> [Your goal]
Pull every line containing "Iterator" from the entries.

----

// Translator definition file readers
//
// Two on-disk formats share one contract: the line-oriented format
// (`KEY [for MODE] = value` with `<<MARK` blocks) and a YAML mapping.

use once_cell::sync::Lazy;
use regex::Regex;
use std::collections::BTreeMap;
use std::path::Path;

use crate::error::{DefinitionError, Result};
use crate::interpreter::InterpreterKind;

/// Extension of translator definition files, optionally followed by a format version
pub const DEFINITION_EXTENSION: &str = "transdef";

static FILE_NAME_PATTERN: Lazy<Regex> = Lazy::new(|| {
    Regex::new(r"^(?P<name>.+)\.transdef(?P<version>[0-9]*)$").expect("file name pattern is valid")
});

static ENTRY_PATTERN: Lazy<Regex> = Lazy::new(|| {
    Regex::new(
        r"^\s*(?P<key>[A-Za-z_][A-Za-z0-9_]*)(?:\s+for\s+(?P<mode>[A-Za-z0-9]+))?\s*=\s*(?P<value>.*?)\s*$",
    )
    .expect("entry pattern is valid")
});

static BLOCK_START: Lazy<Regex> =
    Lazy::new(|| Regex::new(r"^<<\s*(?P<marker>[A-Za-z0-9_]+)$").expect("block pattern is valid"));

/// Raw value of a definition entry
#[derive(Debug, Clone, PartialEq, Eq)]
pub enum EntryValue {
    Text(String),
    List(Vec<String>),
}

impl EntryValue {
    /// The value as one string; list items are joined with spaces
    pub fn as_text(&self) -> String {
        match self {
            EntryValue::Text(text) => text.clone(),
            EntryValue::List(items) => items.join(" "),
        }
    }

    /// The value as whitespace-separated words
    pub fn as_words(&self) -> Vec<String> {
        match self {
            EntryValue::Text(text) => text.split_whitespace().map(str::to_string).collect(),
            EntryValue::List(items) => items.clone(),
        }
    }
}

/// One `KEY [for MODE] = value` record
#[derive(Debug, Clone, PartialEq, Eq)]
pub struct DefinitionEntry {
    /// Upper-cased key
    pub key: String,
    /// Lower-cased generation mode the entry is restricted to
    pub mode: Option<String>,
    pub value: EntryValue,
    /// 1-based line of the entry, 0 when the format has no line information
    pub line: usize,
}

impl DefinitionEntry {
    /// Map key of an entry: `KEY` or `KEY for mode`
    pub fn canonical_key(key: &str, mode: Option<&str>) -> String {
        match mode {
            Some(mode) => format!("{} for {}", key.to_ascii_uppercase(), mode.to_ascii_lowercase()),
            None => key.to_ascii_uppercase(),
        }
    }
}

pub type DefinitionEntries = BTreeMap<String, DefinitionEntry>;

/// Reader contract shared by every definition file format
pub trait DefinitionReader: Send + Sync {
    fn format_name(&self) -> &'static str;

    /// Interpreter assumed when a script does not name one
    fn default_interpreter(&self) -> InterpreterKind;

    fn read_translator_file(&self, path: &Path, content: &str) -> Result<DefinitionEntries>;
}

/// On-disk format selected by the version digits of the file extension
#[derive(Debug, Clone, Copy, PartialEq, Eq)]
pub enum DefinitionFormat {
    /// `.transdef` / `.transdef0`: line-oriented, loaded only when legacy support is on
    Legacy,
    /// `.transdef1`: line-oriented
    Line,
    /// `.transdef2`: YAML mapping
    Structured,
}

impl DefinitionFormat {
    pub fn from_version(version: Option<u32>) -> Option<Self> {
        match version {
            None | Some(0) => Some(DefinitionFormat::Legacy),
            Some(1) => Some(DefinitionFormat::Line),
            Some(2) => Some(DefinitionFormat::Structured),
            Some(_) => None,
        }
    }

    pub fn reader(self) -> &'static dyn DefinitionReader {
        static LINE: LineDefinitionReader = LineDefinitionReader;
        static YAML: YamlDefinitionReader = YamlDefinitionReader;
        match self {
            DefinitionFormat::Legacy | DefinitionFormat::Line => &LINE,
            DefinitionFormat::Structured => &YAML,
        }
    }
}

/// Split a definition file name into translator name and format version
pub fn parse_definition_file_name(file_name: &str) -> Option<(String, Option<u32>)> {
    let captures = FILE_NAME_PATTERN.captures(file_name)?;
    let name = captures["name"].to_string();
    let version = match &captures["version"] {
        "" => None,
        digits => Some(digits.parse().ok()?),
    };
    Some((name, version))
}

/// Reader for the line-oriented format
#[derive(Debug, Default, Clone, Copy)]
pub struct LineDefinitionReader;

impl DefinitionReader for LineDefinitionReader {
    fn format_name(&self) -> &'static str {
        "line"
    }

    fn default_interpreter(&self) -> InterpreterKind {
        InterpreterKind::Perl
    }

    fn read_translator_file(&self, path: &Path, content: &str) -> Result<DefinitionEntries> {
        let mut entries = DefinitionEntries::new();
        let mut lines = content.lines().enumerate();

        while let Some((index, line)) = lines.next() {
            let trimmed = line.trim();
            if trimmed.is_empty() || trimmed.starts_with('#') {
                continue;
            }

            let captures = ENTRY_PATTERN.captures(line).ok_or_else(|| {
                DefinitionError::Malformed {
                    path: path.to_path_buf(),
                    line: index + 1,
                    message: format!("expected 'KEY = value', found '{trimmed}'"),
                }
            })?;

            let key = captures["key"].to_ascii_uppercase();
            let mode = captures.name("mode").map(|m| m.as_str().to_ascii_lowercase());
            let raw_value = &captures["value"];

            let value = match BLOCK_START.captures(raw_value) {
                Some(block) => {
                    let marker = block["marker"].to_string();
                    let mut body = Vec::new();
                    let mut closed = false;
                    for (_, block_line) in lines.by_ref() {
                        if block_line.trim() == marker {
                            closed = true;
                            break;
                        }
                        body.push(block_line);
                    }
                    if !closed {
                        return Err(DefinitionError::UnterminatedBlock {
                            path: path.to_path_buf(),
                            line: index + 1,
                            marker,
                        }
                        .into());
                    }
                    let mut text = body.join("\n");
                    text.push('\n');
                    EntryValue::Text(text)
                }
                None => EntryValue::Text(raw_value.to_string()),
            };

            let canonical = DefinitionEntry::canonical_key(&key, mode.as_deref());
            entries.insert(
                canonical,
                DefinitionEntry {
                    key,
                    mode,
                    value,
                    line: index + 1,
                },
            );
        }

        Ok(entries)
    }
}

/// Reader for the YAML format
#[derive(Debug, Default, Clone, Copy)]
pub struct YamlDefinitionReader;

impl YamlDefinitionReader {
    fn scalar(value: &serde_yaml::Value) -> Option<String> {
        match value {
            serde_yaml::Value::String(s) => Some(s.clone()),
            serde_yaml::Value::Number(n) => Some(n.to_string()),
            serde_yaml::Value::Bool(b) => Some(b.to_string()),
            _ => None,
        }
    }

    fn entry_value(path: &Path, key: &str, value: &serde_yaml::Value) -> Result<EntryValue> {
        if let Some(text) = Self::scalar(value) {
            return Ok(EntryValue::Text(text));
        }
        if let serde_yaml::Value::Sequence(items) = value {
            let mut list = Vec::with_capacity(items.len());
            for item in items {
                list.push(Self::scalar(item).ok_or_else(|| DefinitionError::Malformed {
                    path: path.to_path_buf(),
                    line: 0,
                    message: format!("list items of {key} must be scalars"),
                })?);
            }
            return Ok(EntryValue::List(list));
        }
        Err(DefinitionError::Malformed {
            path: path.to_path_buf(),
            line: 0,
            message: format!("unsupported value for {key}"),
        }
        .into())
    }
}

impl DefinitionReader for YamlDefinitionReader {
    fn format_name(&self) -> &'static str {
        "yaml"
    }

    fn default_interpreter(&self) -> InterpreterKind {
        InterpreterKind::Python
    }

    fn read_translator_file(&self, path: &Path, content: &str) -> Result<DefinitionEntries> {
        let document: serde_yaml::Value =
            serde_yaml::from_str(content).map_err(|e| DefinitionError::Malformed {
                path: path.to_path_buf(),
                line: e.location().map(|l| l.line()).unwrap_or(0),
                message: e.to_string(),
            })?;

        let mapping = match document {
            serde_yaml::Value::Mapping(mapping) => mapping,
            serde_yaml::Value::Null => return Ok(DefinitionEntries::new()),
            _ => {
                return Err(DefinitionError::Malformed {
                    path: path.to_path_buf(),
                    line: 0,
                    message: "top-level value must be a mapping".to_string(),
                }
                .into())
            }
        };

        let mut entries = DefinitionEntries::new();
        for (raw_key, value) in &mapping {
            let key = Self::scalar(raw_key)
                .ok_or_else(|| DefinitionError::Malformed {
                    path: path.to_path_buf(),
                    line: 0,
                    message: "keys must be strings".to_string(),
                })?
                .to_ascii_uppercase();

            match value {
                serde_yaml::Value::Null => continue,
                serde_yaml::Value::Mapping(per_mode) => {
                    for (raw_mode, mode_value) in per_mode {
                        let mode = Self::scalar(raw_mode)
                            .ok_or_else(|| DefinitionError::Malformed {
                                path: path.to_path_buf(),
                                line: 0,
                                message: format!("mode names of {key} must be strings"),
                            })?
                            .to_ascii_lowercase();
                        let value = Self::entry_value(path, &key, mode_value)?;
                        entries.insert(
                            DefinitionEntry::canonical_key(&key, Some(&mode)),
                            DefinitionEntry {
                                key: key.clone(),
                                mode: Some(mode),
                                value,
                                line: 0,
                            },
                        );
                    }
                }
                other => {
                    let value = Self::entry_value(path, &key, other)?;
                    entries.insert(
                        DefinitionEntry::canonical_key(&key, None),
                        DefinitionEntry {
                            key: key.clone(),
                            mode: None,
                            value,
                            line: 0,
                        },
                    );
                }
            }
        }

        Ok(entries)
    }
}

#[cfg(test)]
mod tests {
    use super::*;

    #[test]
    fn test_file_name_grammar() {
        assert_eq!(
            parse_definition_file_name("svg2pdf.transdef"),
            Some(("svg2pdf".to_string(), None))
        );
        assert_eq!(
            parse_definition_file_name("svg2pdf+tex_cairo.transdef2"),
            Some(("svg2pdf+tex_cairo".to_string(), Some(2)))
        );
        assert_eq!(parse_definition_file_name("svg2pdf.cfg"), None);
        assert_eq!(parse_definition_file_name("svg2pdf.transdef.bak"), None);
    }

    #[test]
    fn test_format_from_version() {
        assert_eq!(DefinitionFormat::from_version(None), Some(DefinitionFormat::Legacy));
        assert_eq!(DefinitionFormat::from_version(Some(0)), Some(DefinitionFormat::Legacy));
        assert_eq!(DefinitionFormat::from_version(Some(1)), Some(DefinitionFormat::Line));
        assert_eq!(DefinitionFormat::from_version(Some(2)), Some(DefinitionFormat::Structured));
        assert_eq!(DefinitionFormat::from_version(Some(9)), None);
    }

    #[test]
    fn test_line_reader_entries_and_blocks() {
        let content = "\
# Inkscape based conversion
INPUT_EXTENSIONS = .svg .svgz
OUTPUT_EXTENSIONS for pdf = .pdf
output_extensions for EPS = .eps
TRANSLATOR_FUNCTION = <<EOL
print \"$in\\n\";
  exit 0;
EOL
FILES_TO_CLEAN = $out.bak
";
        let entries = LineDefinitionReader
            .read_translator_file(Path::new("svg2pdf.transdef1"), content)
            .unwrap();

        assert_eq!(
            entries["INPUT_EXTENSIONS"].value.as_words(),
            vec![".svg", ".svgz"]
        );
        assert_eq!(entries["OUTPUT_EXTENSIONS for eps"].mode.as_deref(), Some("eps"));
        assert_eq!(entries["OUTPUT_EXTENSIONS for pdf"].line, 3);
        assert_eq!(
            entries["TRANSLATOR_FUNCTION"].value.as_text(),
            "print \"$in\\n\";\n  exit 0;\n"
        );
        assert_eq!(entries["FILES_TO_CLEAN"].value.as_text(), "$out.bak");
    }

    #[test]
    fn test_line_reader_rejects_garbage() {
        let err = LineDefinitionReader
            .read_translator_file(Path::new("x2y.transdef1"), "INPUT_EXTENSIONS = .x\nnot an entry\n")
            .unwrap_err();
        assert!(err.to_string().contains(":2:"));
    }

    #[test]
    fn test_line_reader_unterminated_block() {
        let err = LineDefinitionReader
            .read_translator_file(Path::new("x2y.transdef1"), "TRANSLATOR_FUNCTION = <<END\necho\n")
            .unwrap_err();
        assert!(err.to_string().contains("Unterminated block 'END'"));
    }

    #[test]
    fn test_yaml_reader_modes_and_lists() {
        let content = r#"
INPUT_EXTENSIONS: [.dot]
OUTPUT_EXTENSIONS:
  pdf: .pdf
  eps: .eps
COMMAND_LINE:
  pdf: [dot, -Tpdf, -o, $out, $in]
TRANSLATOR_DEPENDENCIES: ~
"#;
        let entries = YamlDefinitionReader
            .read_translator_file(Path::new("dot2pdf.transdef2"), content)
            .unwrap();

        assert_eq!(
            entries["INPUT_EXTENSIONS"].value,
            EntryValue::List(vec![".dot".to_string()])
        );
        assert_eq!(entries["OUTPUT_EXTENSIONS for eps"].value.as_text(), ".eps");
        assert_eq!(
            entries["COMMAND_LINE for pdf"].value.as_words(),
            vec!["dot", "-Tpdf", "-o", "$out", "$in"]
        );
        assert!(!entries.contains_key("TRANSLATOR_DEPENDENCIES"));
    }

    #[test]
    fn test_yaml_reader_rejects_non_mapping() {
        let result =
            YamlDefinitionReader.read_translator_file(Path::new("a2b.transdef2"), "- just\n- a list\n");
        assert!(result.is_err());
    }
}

----

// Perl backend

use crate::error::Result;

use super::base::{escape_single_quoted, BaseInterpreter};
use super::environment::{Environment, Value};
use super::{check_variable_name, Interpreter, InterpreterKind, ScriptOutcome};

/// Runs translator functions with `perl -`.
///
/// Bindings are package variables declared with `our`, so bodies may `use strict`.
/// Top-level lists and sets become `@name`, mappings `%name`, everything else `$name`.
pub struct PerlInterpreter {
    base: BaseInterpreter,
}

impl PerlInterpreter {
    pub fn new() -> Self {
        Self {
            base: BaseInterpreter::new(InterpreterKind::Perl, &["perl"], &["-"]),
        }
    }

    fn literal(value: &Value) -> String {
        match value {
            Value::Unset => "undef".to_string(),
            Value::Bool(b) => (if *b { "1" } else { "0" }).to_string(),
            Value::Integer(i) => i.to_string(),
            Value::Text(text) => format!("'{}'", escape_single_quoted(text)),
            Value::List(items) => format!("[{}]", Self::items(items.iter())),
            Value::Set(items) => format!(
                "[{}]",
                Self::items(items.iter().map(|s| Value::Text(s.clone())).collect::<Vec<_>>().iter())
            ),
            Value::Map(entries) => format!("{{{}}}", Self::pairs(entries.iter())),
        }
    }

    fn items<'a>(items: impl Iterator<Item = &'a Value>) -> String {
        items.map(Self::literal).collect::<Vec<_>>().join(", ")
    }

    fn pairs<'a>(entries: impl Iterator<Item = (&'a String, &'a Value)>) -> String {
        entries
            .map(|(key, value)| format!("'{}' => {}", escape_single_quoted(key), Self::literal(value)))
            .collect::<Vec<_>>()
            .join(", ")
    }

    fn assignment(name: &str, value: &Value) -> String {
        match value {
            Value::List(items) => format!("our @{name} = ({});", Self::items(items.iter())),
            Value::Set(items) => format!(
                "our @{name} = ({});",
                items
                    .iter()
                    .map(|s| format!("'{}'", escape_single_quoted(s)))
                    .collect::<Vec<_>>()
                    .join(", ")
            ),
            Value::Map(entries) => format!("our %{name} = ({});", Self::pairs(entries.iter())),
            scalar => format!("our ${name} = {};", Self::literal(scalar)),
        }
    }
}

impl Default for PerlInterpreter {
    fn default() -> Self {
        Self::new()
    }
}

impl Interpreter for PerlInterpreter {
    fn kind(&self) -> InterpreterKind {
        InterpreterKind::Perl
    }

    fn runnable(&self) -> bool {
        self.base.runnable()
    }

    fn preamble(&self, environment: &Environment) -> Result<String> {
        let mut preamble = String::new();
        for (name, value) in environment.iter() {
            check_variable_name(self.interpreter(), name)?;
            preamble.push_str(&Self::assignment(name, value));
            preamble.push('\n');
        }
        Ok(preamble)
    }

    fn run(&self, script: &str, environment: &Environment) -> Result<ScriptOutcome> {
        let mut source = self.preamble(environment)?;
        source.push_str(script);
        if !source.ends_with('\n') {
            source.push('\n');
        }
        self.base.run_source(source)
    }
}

----

> [Your solution]
    fn items<'a>(items: impl Iterator<Item = &'a Value>) -> String {
    fn pairs<'a>(entries: impl Iterator<Item = (&'a String, &'a Value)>) -> String {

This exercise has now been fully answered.